Looks like the magic recipe? It is, as long as you operate your car fleet properly. To do this, you need to account for two extra costs that are generated by reusing the car:
- 1- Logistics: transport, parking, refurbishment.
- 2- Inter-contract idle days, when the car delivers no money because it's not rented, but it continues to depreciate in your book.
To reduce those costs to a minimum, you need a strong software platform, well-oiled processes and efficient fleet management. These are non-negotiable if you want to generate profitability while maintaining affordable pricing.
Reaping the rewards
Car subscription is set to become one of next big trends in the automotive industry.
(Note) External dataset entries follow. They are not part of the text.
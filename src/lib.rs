pub mod config;
pub mod db;
pub mod middleware;
pub mod models;
pub mod routes;
pub mod services;
pub mod workflow;

use std::sync::Arc;

use redis::Client as RedisClient;
use sqlx::PgPool;

use config::Config;

/// Application state shared across all handlers.
#[derive(Clone)]
pub struct AppState {
    pub db: PgPool,
    pub redis: redis::aio::MultiplexedConnection,
    pub redis_client: RedisClient,
    pub config: Arc<Config>,
}
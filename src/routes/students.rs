use axum::{
    extract::{Path, State},
    http::StatusCode,
    Json,
};
use serde_json::{json, Value};
use uuid::Uuid;

use crate::{
    middleware::authz::Capability,
    models::{
        auth::AuthenticatedUser,
        student::{CreateStudentRequest, UpdateStudentRequest},
    },
    services::students::StudentService,
    AppState,
};

/// GET /students — parents get only their own children; staff get all.
pub async fn list_students(
    State(state): State<AppState>,
    user: AuthenticatedUser,
) -> Result<Json<Value>, (StatusCode, Json<Value>)> {
    user.require(Capability::ViewContactBook)?;
    StudentService::list(&state.db, &user)
        .await
        .map(|students| Json(serde_json::to_value(students).unwrap()))
        .map_err(|e| {
            (
                StatusCode::INTERNAL_SERVER_ERROR,
                Json(json!({ "error": e.to_string() })),
            )
        })
}

/// POST /students — staff only.
pub async fn create_student(
    State(state): State<AppState>,
    user: AuthenticatedUser,
    Json(body): Json<CreateStudentRequest>,
) -> Result<(StatusCode, Json<Value>), (StatusCode, Json<Value>)> {
    user.require(Capability::ManageStudents)?;
    StudentService::create(&state.db, &body)
        .await
        .map(|s| (StatusCode::CREATED, Json(serde_json::to_value(s).unwrap())))
        .map_err(|e| {
            (
                StatusCode::BAD_REQUEST,
                Json(json!({ "error": e.to_string() })),
            )
        })
}

/// PUT /students/{id}
pub async fn update_student(
    State(state): State<AppState>,
    user: AuthenticatedUser,
    Path(student_id): Path<Uuid>,
    Json(body): Json<UpdateStudentRequest>,
) -> Result<Json<Value>, (StatusCode, Json<Value>)> {
    user.require(Capability::ManageStudents)?;
    StudentService::update(&state.db, student_id, &body)
        .await
        .map(|s| Json(serde_json::to_value(s).unwrap()))
        .map_err(|e| {
            (
                StatusCode::BAD_REQUEST,
                Json(json!({ "error": e.to_string() })),
            )
        })
}

/// DELETE /students/{id} — explicit staff removal (deactivation).
pub async fn remove_student(
    State(state): State<AppState>,
    user: AuthenticatedUser,
    Path(student_id): Path<Uuid>,
) -> Result<Json<Value>, (StatusCode, Json<Value>)> {
    user.require(Capability::ManageStudents)?;
    StudentService::remove(&state.db, student_id)
        .await
        .map(|_| Json(json!({ "ok": true })))
        .map_err(|e| {
            (
                StatusCode::NOT_FOUND,
                Json(json!({ "error": e.to_string() })),
            )
        })
}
It meets the desire of a large customer segment to have a flexible car-based mobility service without the need to own the car.
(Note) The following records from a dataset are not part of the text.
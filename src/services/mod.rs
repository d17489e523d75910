pub mod audit;
pub mod auth;
pub mod contact_book;
pub mod kpi;
pub mod leave;
pub mod photos;
pub mod pickup;
pub mod realtime;
pub mod students;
The business potential is considerable, with an opportunity for companies to adopt a “subscription” business model with recurring fees. For many “subscription” businesses, the major and sometimes only driver is to attract, please and retain customers. And it's true that, to be part of this market, companies will need to be customer-oriented by offering attractive cars (new or used), developing top class websites, and relying on a strong brand and robust marketing capabilities. But they will also need to do much more to be truly successful.
First, they will have to allocate capital to fund the cars over the period they own them. Then, they will need solid operations, processes and systems to manage the fleet and steer the profitability of the business on a daily basis. Managing these operations will require experience and expertise.
To kick-start such a business, a valuable option is to team up with specialists who can deliver international funding, ensure a website under your brand, and take care of the operations and overall management of your fleet.
The subscription model is certainly not without its challenges, but, if undertaken with the right infrastructure, processes and people, it enables companies to diversify their offer, engage with new business models, and tap into rich opportunities in new customer segments.